Raju routed cash via Mauritius

Mauritius, which has over the years been a conduit for investments into India, has come under spotlight in the Satyam.Investigating agencies probing the scam at Satyam Computer Services are examining whether the software firm’s founder B Ramalinga Raju brought back laundered money into the country through Mauritius to buy shares or property here.

The practice, popularly known as round-tripping of investments, was rampant in the early 1990s, where many domestic firms used the Mauritius route to open shell companies and bring back money to evade taxes. These investors could escape tax, since Mauritius does not tax capital gains on profits from sale of shares.

Investigating agencies now suspect that Raju may have siphoned off thousands of crores overseas through irregular or fictitious foreign exchange transactions to launder money. “The (laundered) money could have found its way into India from Mauritius through sub-accounts of FIIs and then invested in assets here.

We are sounding out the foreign tax division, as round-tripping of investments through Mauritius is illegal if the source of funds are questionable,” said an official with an investigating agency who did not wish to be named.

After Dubai began attracting investments, some Indians have also opened shell companies in Dubai’s free-trade zone.

Money is remitted from India to these entities and brought back as investments in shares and properties after a year or two.

While these transactions look like disconnected genuine inbound investments, they are a camouflage for laundering money.
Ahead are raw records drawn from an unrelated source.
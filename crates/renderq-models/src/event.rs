//! Lifecycle and progress event envelopes.
//!
//! Events are delivered at-least-once; subscribers de-duplicate on
//! `(task_id, kind, seq)` rather than assuming exactly-once transport.

use chrono::{DateTime, Utc};
use schemars::JsonSchema;
use serde::{Deserialize, Serialize};

use crate::error::TaskError;
use crate::task::{TaskId, WorkerId};

/// Kind of lifecycle event.
#[derive(Debug, Clone, PartialEq, Serialize, Deserialize, JsonSchema)]
#[serde(tag = "type", rename_all = "snake_case")]
pub enum TaskEventKind {
    /// Task accepted and enqueued
    Queued,

    /// A worker acquired the task
    Started {
        #[serde(rename = "workerId")]
        worker_id: WorkerId,
    },

    /// Progress update (0-100)
    Progress {
        value: u8,
        /// Sequence of the checkpoint saved with this report, if any
        #[serde(skip_serializing_if = "Option::is_none", rename = "checkpointSeq")]
        checkpoint_seq: Option<u64>,
    },

    /// Task re-entered the queue after a retriable failure
    Requeued {
        #[serde(rename = "retryCount")]
        retry_count: u32,
        #[serde(rename = "delayMs")]
        delay_ms: u64,
    },

    /// Task completed successfully
    Completed {
        /// Worker-reported output reference (e.g. the rendered object key)
        #[serde(skip_serializing_if = "Option::is_none")]
        result: Option<String>,
    },

    /// Task failed terminally
    Failed { error: TaskError },

    /// Task was cancelled
    Cancelled,
}

impl TaskEventKind {
    pub fn as_str(&self) -> &'static str {
        match self {
            TaskEventKind::Queued => "queued",
            TaskEventKind::Started { .. } => "started",
            TaskEventKind::Progress { .. } => "progress",
            TaskEventKind::Requeued { .. } => "requeued",
            TaskEventKind::Completed { .. } => "completed",
            TaskEventKind::Failed { .. } => "failed",
            TaskEventKind::Cancelled => "cancelled",
        }
    }

    /// Terminal events are never dropped and are redelivered until
    /// acknowledged.
    pub fn is_terminal(&self) -> bool {
        matches!(
            self,
            TaskEventKind::Completed { .. }
                | TaskEventKind::Failed { .. }
                | TaskEventKind::Cancelled
        )
    }

    /// Progress events may be coalesced by the rate limiter; only the
    /// latest value matters.
    pub fn is_progress(&self) -> bool {
        matches!(self, TaskEventKind::Progress { .. })
    }
}

/// Event envelope pushed to subscribers.
#[derive(Debug, Clone, PartialEq, Serialize, Deserialize, JsonSchema)]
pub struct TaskEvent {
    /// Task this event belongs to
    pub task_id: TaskId,
    /// Per-task monotonic sequence number (de-duplication key)
    pub seq: u64,
    /// Event payload
    #[serde(flatten)]
    pub kind: TaskEventKind,
    /// Emission timestamp
    pub timestamp: DateTime<Utc>,
}

impl TaskEvent {
    pub fn new(task_id: TaskId, seq: u64, kind: TaskEventKind) -> Self {
        Self {
            task_id,
            seq,
            kind,
            timestamp: Utc::now(),
        }
    }

    pub fn is_terminal(&self) -> bool {
        self.kind.is_terminal()
    }
}

#[cfg(test)]
mod tests {
    use super::*;

    #[test]
    fn test_event_serialization() {
        let event = TaskEvent::new(
            TaskId::from_string("t1"),
            3,
            TaskEventKind::Progress {
                value: 40,
                checkpoint_seq: Some(2),
            },
        );
        let json = serde_json::to_string(&event).unwrap();
        assert!(json.contains("\"type\":\"progress\""));
        assert!(json.contains("\"value\":40"));
        assert!(json.contains("\"seq\":3"));
        assert!(json.contains("\"checkpointSeq\":2"));
    }

    #[test]
    fn test_terminal_kinds() {
        assert!(TaskEventKind::Completed { result: None }.is_terminal());
        assert!(TaskEventKind::Cancelled.is_terminal());
        assert!(TaskEventKind::Failed {
            error: crate::TaskError::permanent("X", "x")
        }
        .is_terminal());
        assert!(!TaskEventKind::Queued.is_terminal());
        assert!(!TaskEventKind::Progress {
            value: 10,
            checkpoint_seq: None
        }
        .is_terminal());
    }

    #[test]
    fn test_roundtrip() {
        let event = TaskEvent::new(
            TaskId::from_string("t1"),
            1,
            TaskEventKind::Completed {
                result: Some("clips/t1/out.mp4".to_string()),
            },
        );
        let json = serde_json::to_string(&event).unwrap();
        assert!(json.contains("\"result\":\"clips/t1/out.mp4\""));
        let back: TaskEvent = serde_json::from_str(&json).unwrap();
        assert_eq!(back, event);
    }
}
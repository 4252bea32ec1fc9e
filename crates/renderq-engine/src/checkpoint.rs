//! Checkpoint store: sequenced, resumable progress markers.

use std::collections::HashMap;

use async_trait::async_trait;
use tokio::sync::RwLock;
use tracing::debug;

use renderq_models::{Checkpoint, TaskId};

use crate::error::{EngineError, EngineResult};

/// Stores the most recent durable checkpoint per task.
///
/// Writes with a sequence number not strictly greater than the stored one
/// are rejected with `StaleCheckpoint`, so an out-of-order update from a
/// retried or duplicate worker can never clobber a newer marker.
#[async_trait]
pub trait CheckpointStore: Send + Sync {
    /// Save a checkpoint. Fails with `StaleCheckpoint` if `seq` does not
    /// advance the stored sequence.
    async fn save(&self, task: &TaskId, seq: u64, payload: Vec<u8>) -> EngineResult<()>;

    /// Last durable checkpoint for a task, if any.
    async fn load(&self, task: &TaskId) -> EngineResult<Option<Checkpoint>>;

    /// Drop the checkpoint (terminal transition cleanup).
    async fn clear(&self, task: &TaskId) -> EngineResult<()>;
}

/// In-process checkpoint backend.
pub struct MemoryCheckpointStore {
    checkpoints: RwLock<HashMap<TaskId, Checkpoint>>,
}

impl MemoryCheckpointStore {
    pub fn new() -> Self {
        Self {
            checkpoints: RwLock::new(HashMap::new()),
        }
    }
}

impl Default for MemoryCheckpointStore {
    fn default() -> Self {
        Self::new()
    }
}

#[async_trait]
impl CheckpointStore for MemoryCheckpointStore {
    async fn save(&self, task: &TaskId, seq: u64, payload: Vec<u8>) -> EngineResult<()> {
        let mut checkpoints = self.checkpoints.write().await;

        if let Some(stored) = checkpoints.get(task) {
            if seq <= stored.seq {
                return Err(EngineError::StaleCheckpoint {
                    task: task.clone(),
                    stored: stored.seq,
                    got: seq,
                });
            }
        }

        checkpoints.insert(task.clone(), Checkpoint::new(seq, payload));
        debug!(task_id = %task, seq, "Checkpoint saved");
        Ok(())
    }

    async fn load(&self, task: &TaskId) -> EngineResult<Option<Checkpoint>> {
        Ok(self.checkpoints.read().await.get(task).cloned())
    }

    async fn clear(&self, task: &TaskId) -> EngineResult<()> {
        self.checkpoints.write().await.remove(task);
        Ok(())
    }
}
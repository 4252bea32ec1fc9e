//! Structured task logging utilities.
//!
//! Provides consistent, structured logging for task processing with
//! tracing spans and contextual information.

use renderq_models::TaskId;
use tracing::{error, info, warn, Span};

/// Task logger for structured logging with consistent formatting.
#[derive(Debug, Clone)]
pub struct TaskLogger {
    task_id: String,
    operation: String,
}

impl TaskLogger {
    /// Create a new task logger for a specific task and operation.
    pub fn new(task_id: &TaskId, operation: &str) -> Self {
        Self {
            task_id: task_id.to_string(),
            operation: operation.to_string(),
        }
    }

    /// Log the start of an operation.
    pub fn log_start(&self, message: &str) {
        info!(
            task_id = %self.task_id,
            operation = %self.operation,
            "Task started: {}", message
        );
    }

    /// Log a progress update.
    pub fn log_progress(&self, message: &str) {
        info!(
            task_id = %self.task_id,
            operation = %self.operation,
            "Task progress: {}", message
        );
    }

    /// Log a warning.
    pub fn log_warning(&self, message: &str) {
        warn!(
            task_id = %self.task_id,
            operation = %self.operation,
            "Task warning: {}", message
        );
    }

    /// Log an error.
    pub fn log_error(&self, message: &str) {
        error!(
            task_id = %self.task_id,
            operation = %self.operation,
            "Task error: {}", message
        );
    }

    /// Log completion.
    pub fn log_completion(&self, message: &str) {
        info!(
            task_id = %self.task_id,
            operation = %self.operation,
            "Task completed: {}", message
        );
    }

    /// Get the task ID.
    pub fn task_id(&self) -> &str {
        &self.task_id
    }

    /// Create a tracing span for this task.
    pub fn create_span(&self) -> Span {
        tracing::info_span!(
            "task",
            task_id = %self.task_id,
            operation = %self.operation
        )
    }
}

#[cfg(test)]
mod tests {
    use super::*;

    #[test]
    fn test_task_logger_creation() {
        let task_id = TaskId::new();
        let logger = TaskLogger::new(&task_id, "transcode");

        assert_eq!(logger.task_id(), task_id.to_string());
    }
}
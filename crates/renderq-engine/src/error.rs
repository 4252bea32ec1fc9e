//! Engine error types.

use renderq_models::{TaskId, TaskStatus};
use thiserror::Error;

pub type EngineResult<T> = Result<T, EngineError>;

#[derive(Debug, Error)]
pub enum EngineError {
    #[error("Validation failed: {0}")]
    Validation(String),

    #[error("Duplicate submission, task {existing} is still live")]
    DuplicateTask { existing: TaskId },

    #[error("Task not found: {0}")]
    TaskNotFound(TaskId),

    #[error("Task {task} is already leased")]
    AlreadyLeased { task: TaskId },

    #[error("Lease on task {task} has expired")]
    LeaseExpired { task: TaskId },

    #[error("Lease on task {task} lost to another holder")]
    LeaseLost { task: TaskId },

    #[error("Task {task} is not cancellable from status {status}")]
    NotCancellable { task: TaskId, status: TaskStatus },

    #[error("Stale checkpoint for task {task}: seq {got} <= stored {stored}")]
    StaleCheckpoint { task: TaskId, stored: u64, got: u64 },

    #[error("Illegal transition {from} -> {to}")]
    InvalidTransition { from: TaskStatus, to: TaskStatus },

    #[error("Backend unavailable: {0}")]
    Backend(String),
}

impl EngineError {
    pub fn backend(msg: impl Into<String>) -> Self {
        Self::Backend(msg.into())
    }

    pub fn validation(msg: impl Into<String>) -> Self {
        Self::Validation(msg.into())
    }

    /// Concurrency-control signals are resolved inside the core: the caller
    /// drops the work item or abandons the attempt, nothing is surfaced to
    /// producers.
    pub fn is_concurrency_signal(&self) -> bool {
        matches!(
            self,
            EngineError::AlreadyLeased { .. }
                | EngineError::LeaseExpired { .. }
                | EngineError::LeaseLost { .. }
        )
    }

    /// Infrastructure errors abort the in-flight operation without mutating
    /// task state; the caller may retry.
    pub fn is_retryable(&self) -> bool {
        matches!(self, EngineError::Backend(_))
    }
}

#[cfg(test)]
mod tests {
    use super::*;
    use renderq_models::TaskId;

    #[test]
    fn test_concurrency_signals() {
        let task = TaskId::from_string("t1");
        assert!(EngineError::AlreadyLeased { task: task.clone() }.is_concurrency_signal());
        assert!(EngineError::LeaseExpired { task: task.clone() }.is_concurrency_signal());
        assert!(EngineError::LeaseLost { task }.is_concurrency_signal());
        assert!(!EngineError::backend("redis down").is_concurrency_signal());
    }

    #[test]
    fn test_only_backend_is_retryable() {
        assert!(EngineError::backend("redis down").is_retryable());
        assert!(!EngineError::validation("bad url").is_retryable());
    }
}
The Enforcement Directorate is understood to have been roped in to look at possible violation of the Foreign Exchange Management Act. “Investigating agencies may also ask details from banks which were collecting export receivables from Satyam,” the official said. Any evidence of money laundering by Raju will come under the purview of the anti-money laundering legislation as well.

Raju had confessed on January 7 that the firm’s books were fudged to inflate sales, profits and cash balances in a scam estimated at Rs 7,000 crore. Later, the firm’s former chief financial officer Vadlamani Srinivas claimed that there were only 40,000 employees (as against the claimed 53,000) and that Rs 20 crore had been siphoned off into several fictitious salary accounts for over four years.

The shocking revelations have created a huge uproar and raised questions about corporate governance at some of India’s top-performing companies. It comes at a time when the Indian IT sector - the poster boy of the country’s stunning economic success in the past few years - is struggling to cope with slowing demand in some of its biggest markets.

Agencies are looking at whether the money was remitted overseas under the garb of onsite salary payments. The new six-member board of Satyam, however, said last week that there was no prima facie evidence to doubt the employee count.

EAS Sarma, former secretary of the department of economic affairs (DAE), had earlier asked the central board of direct taxes (CBDT) if it had investigated specific cases of major ventures such as SEZs, IT projects and the Gangavaram Port near Visakhapatnam, where investments were made through Mauritius-based agencies.

“I have asked both RBI and Sebi under the Right To Information Act about Mauritius-based companies that are reported to have links with Satyam and other companies operating from Andhra Pradesh,” he said.
In a letter to the prime minister earlier this month, he said: “Satyam and Maytas represent only the tip of the iceberg. There is perhaps large-scale cross-border money laundering that needs to be traced and the culprits be brought to book.”